Center for Immunology and Inflammation, Feinstein Institutes for Medical Research, 350 Community Drive, Manhasset, NY 11030, United States.
Department of Surgery, Zucker School of Medicine at Hofstra/Northwell, 350 Community Drive, Manhasset, NY 11030, United States.
J Leukoc Biol. 2024 Sep 2;116(3):632-643. doi: 10.1093/jleuko/qiae066.

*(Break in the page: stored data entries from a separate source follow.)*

//! Connection tests against an in-process peer over a socketpair.
//!
//! The peer plays the bus side of the conversation by hand: it accepts
//! the textual handshake and then speaks marshalled frames, so these
//! tests cover the pipeline switch, write queueing, ordering and reply
//! correlation end to end.

#![cfg(unix)]

use std::num::NonZeroU32;

use smol::channel;
use smol::future;
use smol::net::unix::UnixStream;
use smol::prelude::*;

use dbus_wire::type_system::types::DBusString;
use dbus_wire::AuthMechanism;
use dbus_wire::Body;
use dbus_wire::Connection;
use dbus_wire::Error;
use dbus_wire::Message;
use dbus_wire::MessageType;
use dbus_wire::UnmarshalError;

async fn read_byte(stream: &mut UnixStream) -> u8 {
    let mut byte = [0u8; 1];
    stream.read_exact(&mut byte).await.unwrap();
    byte[0]
}

async fn read_line(stream: &mut UnixStream) -> String {
    let mut line: Vec<u8> = Vec::new();
    loop {
        line.push(read_byte(stream).await);
        if line.ends_with(b"\r\n") {
            line.truncate(line.len() - 2);
            return String::from_utf8(line).unwrap();
        }
    }
}

/// Accept the client's handshake: null byte, AUTH, OK, BEGIN.
async fn accept_handshake(stream: &mut UnixStream) {
    assert_eq!(read_byte(stream).await, 0x00, "conversation opens with a null byte");

    let auth = read_line(stream).await;
    assert!(auth.starts_with("AUTH "), "unexpected opening line: {}", auth);

    stream.write_all(b"OK 1234abcd5678ef90\r\n").await.unwrap();

    let begin = read_line(stream).await;
    assert_eq!(begin, "BEGIN");
}

/// Read one frame off the stream, reassembling it from arbitrary chunks.
async fn read_message(stream: &mut UnixStream, buffer: &mut Vec<u8>) -> Message {
    loop {
        match Message::unmarshal(buffer) {
            Ok((message, consumed)) => {
                buffer.drain(..consumed);
                return message;
            }
            Err(UnmarshalError::TruncatedHeaderFields) | Err(UnmarshalError::TruncatedBody) => {
                let mut chunk = [0u8; 1024];
                let n = stream.read(&mut chunk).await.unwrap();
                assert!(n > 0, "peer hung up mid-frame");
                buffer.extend_from_slice(&chunk[..n]);
            }
            Err(error) => panic!("bad frame: {}", error),
        }
    }
}

fn call(member: &str) -> Message {
    Message::method_call(None, "/org/example/Test", None, member, Body::new()).unwrap()
}

#[test]
fn replies_are_correlated_by_serial() {
    smol::block_on(async {
        let (client, server) = UnixStream::pair().unwrap();

        let peer = smol::spawn(async move {
            let mut stream = server;
            accept_handshake(&mut stream).await;

            let mut buffer = Vec::new();
            let first = read_message(&mut stream, &mut buffer).await;
            let second = read_message(&mut stream, &mut buffer).await;

            // Answer in reverse order of arrival; each reply names the
            // call it answers in its body.
            for message in vec![second, first] {
                let serial = message.serial.unwrap();
                let mut body = Body::new();
                body.push(DBusString::new(message.member().unwrap()).unwrap());

                let mut reply = Message::method_return(serial, None, body).unwrap();
                reply.serial = NonZeroU32::new(1000 + serial.get());
                stream.write_all(&reply.marshal().unwrap()).await.unwrap();
            }
        });

        let result = Connection::scope_with(
            client.clone(),
            client,
            AuthMechanism::Anonymous,
            |handle, _replies| async move {
                let first = handle.send_with_reply(call("First"));
                let second = handle.send_with_reply(call("Second"));
                let (first, second) = future::zip(first, second).await;

                Ok((first?, second?))
            },
        )
        .await;

        let (first_reply, second_reply) = result.unwrap();

        let answered = |message: &Message| match &message.body.arguments[..] {
            [dbus_wire::type_system::types::Type::Basic(
                dbus_wire::type_system::types::BasicType::DBusString(inner),
            )] => inner.string.clone(),
            other => panic!("unexpected reply body: {:?}", other),
        };

        // Each waiter saw exactly the reply for its own serial, despite
        // the reversed delivery order.
        assert_eq!(answered(&first_reply), "First");
        assert_eq!(answered(&second_reply), "Second");
        assert_eq!(first_reply.message_type, MessageType::MethodReturn);

        peer.await;
    });
}

#[test]
fn sends_before_authentication_replay_in_order() {
    smol::block_on(async {
        let (client, server) = UnixStream::pair().unwrap();

        // The peer holds the OK back until the client has queued its
        // sends, so they can only go out behind BEGIN.
        let (queued_sender, queued_receiver) = channel::bounded::<()>(1);
        let (done_sender, done_receiver) = channel::bounded::<()>(1);

        let peer = smol::spawn(async move {
            let mut stream = server;

            assert_eq!(read_byte(&mut stream).await, 0x00);
            let auth = read_line(&mut stream).await;
            assert!(auth.starts_with("AUTH "));

            queued_receiver.recv().await.unwrap();
            stream.write_all(b"OK 1234abcd5678ef90\r\n").await.unwrap();

            // BEGIN must come before any frame bytes.
            let begin = read_line(&mut stream).await;
            assert_eq!(begin, "BEGIN");

            let mut buffer = Vec::new();
            for expected in &["One", "Two", "Three"] {
                let message = read_message(&mut stream, &mut buffer).await;
                assert_eq!(message.member(), Some(*expected));
            }

            done_sender.send(()).await.unwrap();
        });

        Connection::scope_with(
            client.clone(),
            client,
            AuthMechanism::Anonymous,
            |handle, _replies| async move {
                // These are accepted while the handshake is still waiting
                // for the server.
                let one = handle.send(call("One")).await?;
                let two = handle.send(call("Two")).await?;
                let three = handle.send(call("Three")).await?;

                // Serials are nonzero and increasing.
                assert!(one.get() < two.get() && two.get() < three.get());

                queued_sender.send(()).await.unwrap();
                done_receiver.recv().await.unwrap();
                Ok(())
            },
        )
        .await
        .unwrap();

        peer.await;
    });
}

#[test]
fn signals_flow_to_the_replies_stream() {
    smol::block_on(async {
        let (client, server) = UnixStream::pair().unwrap();

        let peer = smol::spawn(async move {
            let mut stream = server;
            accept_handshake(&mut stream).await;

            let mut body = Body::new();
            body.push(7u32);
            let mut signal =
                Message::signal("/org/example/Test", "org.example.Test", "Alert", body).unwrap();
            signal.serial = NonZeroU32::new(9);
            stream.write_all(&signal.marshal().unwrap()).await.unwrap();
        });

        Connection::scope_with(
            client.clone(),
            client,
            AuthMechanism::Anonymous,
            |_handle, mut replies| async move {
                let signal = replies.next().await?;
                assert_eq!(signal.message_type, MessageType::Signal);
                assert_eq!(signal.member(), Some("Alert"));
                assert_eq!(signal.interface(), Some("org.example.Test"));
                Ok(())
            },
        )
        .await
        .unwrap();

        peer.await;
    });
}

#[test]
fn rejection_fails_the_scope_without_begin() {
    smol::block_on(async {
        let (client, server) = UnixStream::pair().unwrap();

        let peer = smol::spawn(async move {
            let mut stream = server;

            assert_eq!(read_byte(&mut stream).await, 0x00);
            let auth = read_line(&mut stream).await;
            assert!(auth.starts_with("AUTH "));

            stream.write_all(b"REJECTED EXTERNAL\r\n").await.unwrap();

            // The client closes without sending BEGIN or anything else.
            let mut rest = Vec::new();
            stream.read_to_end(&mut rest).await.unwrap();
            assert!(rest.is_empty(), "client sent bytes after rejection: {:?}", rest);
        });

        let result: dbus_wire::Result<()> = Connection::scope_with(
            client.clone(),
            client,
            AuthMechanism::Anonymous,
            |_handle, _replies| async move {
                // The failing handshake ends the scope; the body never
                // finishes on its own.
                future::pending::<dbus_wire::Result<()>>().await
            },
        )
        .await;

        match result {
            Err(Error::InvalidAuthCommand(line)) => assert_eq!(line, "REJECTED EXTERNAL"),
            other => panic!("expected an authentication failure, got {:?}", other.map(|_| ())),
        }

        peer.await;
    });
}

#[test]
fn scope_exit_cancels_pending_waiters() {
    smol::block_on(async {
        let (client, server) = UnixStream::pair().unwrap();

        // The peer acknowledges the call but never answers it.
        let (swallowed_sender, swallowed_receiver) = channel::bounded::<()>(1);

        let peer = smol::spawn(async move {
            let mut stream = server;
            accept_handshake(&mut stream).await;

            let mut buffer = Vec::new();
            let _ = read_message(&mut stream, &mut buffer).await;
            swallowed_sender.send(()).await.unwrap();

            // Hold the socket open until the client hangs up.
            let mut rest = Vec::new();
            let _ = stream.read_to_end(&mut rest).await;
        });

        let result = Connection::scope_with(
            client.clone(),
            client,
            AuthMechanism::Anonymous,
            |handle, _replies| async move {
                // Race the reply wait against the peer's acknowledgement;
                // the scope then ends with the waiter still registered.
                let reply = handle.send_with_reply(call("Forgotten"));
                let give_up = async {
                    swallowed_receiver.recv().await.unwrap();
                    Ok(None)
                };

                future::or(async { reply.await.map(Some) }, give_up).await
            },
        )
        .await;

        assert!(matches!(result, Ok(None)), "the give-up arm wins");

        peer.await;
    });
}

B-1a cells, a regulatory subset of B lymphocytes, produce natural IgM and interleukin-10. Neutrophil extracellular traps (NETs) play a crucial role in pathogen defense, but their excessive formation during sepsis can cause further inflammation and tissue damage. In sepsis, extracellular cold-inducible RNA-binding protein (eCIRP), a damage-associated molecular pattern, is released to induce NET formation. We hypothesize that B-1a cells clear NETs to prevent sepsis-induced injury. Sepsis in mice was induced by injecting 1 × 107 and 5 × 107 colony-forming units of Escherichia coli intraperitoneally. After 4 and 20 h, we assessed the number of B-1a cells in the peritoneal cavity using flow cytometry. Our results showed that the number of peritoneal B-1a cells was significantly decreased in E. coli sepsis mice. Importantly, replenishing B-1a cells via intraperitoneal injection in sepsis mice significantly decreased NETs in peritoneal neutrophils. We also observed a decrease in serum inflammation and injury markers and a significant increase in the overall survival rate in B-1a cell-treated septic mice. To understand the mechanism, we cocultured bone marrow-derived neutrophils with peritoneal B-1a cells in a contact or noncontact condition using an insert and stimulated them with eCIRP. After 4 h, we found that eCIRP significantly increased NET formation in bone marrow-derived neutrophils. Interestingly, we observed that B-1a cells inhibited NETs by 67% in a contact-dependent manner. Surprisingly, when B-1a cells were cultured in inserts, there was no significant decrease in NET formation, suggesting that direct cell-to-cell contact is crucial for this inhibitory effect. We further determined that B-1a cells promoted NET phagocytosis, and this was mediated through natural IgM, as blocking the IgM receptor attenuated the engulfment of NETs by B-1a cells. Finally, we identified that following their engulfment, NETs were localized into the lysosomal compartment for lysis. Thus, our study suggests that B-1a cells decrease NET content in eCIRP-treated neutrophils and E. coli sepsis mice.
B-1a 细胞是 B 淋巴细胞的一种调节亚群,能够产生天然 IgM 和白细胞介素-10。中性粒细胞胞外诱捕网(NETs)在病原体防御中起着至关重要的作用,但在脓毒症中过度形成会导致进一步的炎症和组织损伤。在脓毒症中,细胞外冷诱导 RNA 结合蛋白(eCIRP)作为一种损伤相关分子模式被释放出来诱导 NET 形成。我们假设 B-1a 细胞可以清除 NET 以防止脓毒症引起的损伤。通过向小鼠腹腔内注射 1×107 和 5×107 个大肠杆菌菌落形成单位来诱导脓毒症。在 4 和 20 小时后,我们使用流式细胞术评估腹腔内 B-1a 细胞的数量。结果表明,大肠杆菌脓毒症小鼠腹腔内 B-1a 细胞的数量显著减少。重要的是,在脓毒症小鼠中通过腹腔内注射补充 B-1a 细胞可显著减少腹腔中性粒细胞中的 NET。我们还观察到血清炎症和损伤标志物减少,并且 B-1a 细胞治疗的脓毒症小鼠的总生存率显著提高。为了了解机制,我们在接触或非接触条件下,使用插入物将骨髓来源的中性粒细胞与腹腔内 B-1a 细胞共培养,并使用 eCIRP 刺激它们。4 小时后,我们发现 eCIRP 显著增加了骨髓来源的中性粒细胞中 NET 的形成。有趣的是,我们观察到 B-1a 细胞以接触依赖的方式将 NET 抑制了 67%。令人惊讶的是,当 B-1a 细胞在插入物中培养时,NET 的形成并没有显著减少,这表明直接的细胞间接触对于这种抑制作用至关重要。我们进一步确定 B-1a 细胞促进了 NET 的吞噬作用,并且这是通过天然 IgM 介导的,因为阻断 IgM 受体减弱了 B-1a 细胞对 NET 的吞噬作用。最后,我们发现 NET 被 B-1a 细胞吞噬后被定位到溶酶体区室进行裂解。因此,我们的研究表明,B-1a 细胞减少了 eCIRP 处理的中性粒细胞和大肠杆菌脓毒症小鼠中的 NET 含量。